◆ DATA FOR THIS EXERCISE
//! Shared build state.

use std::sync::atomic::{AtomicBool, Ordering};
use std::sync::RwLock;

/// Process-wide state established by the build-start handshake.
///
/// The context starts unready: the queue rejects every event until [`mark_ready`] is called with
/// the identifier and bearer token the intake service handed back. The gate only ever transitions
/// from unset to set.
///
/// [`mark_ready`]: Self::mark_ready
#[derive(Debug, Default)]
pub struct BuildContext {
    ready: AtomicBool,
    auth_token: RwLock<Option<String>>,
    build_hashed_id: RwLock<Option<String>>,
}

impl BuildContext {
    /// Creates a new, unready `BuildContext`.
    pub fn new() -> Self {
        Self::default()
    }

    /// Records the acknowledged build and opens the gate for enqueuing events.
    pub fn mark_ready(&self, build_hashed_id: impl Into<String>, auth_token: impl Into<String>) {
        if let Ok(mut id) = self.build_hashed_id.write() {
            *id = Some(build_hashed_id.into());
        }
        if let Ok(mut token) = self.auth_token.write() {
            *token = Some(auth_token.into());
        }
        self.ready.store(true, Ordering::Release);
    }

    /// Returns `true` once the build-start handshake has completed.
    pub fn is_ready(&self) -> bool {
        self.ready.load(Ordering::Acquire)
    }

    /// Bearer token for intake requests, if the handshake has completed.
    pub fn auth_token(&self) -> Option<String> {
        self.auth_token.read().ok().and_then(|token| token.clone())
    }

    /// Identifier the intake service assigned to the build, if known.
    pub fn build_hashed_id(&self) -> Option<String> {
        self.build_hashed_id.read().ok().and_then(|id| id.clone())
    }
}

◆ INSTRUCTIONS TO FOLLOW
Filter the records down to the lines that contain the string "write", and copy those lines.

◆ RESPONSE TO THE TASK
        if let Ok(mut id) = self.build_hashed_id.write() {
        if let Ok(mut token) = self.auth_token.write() {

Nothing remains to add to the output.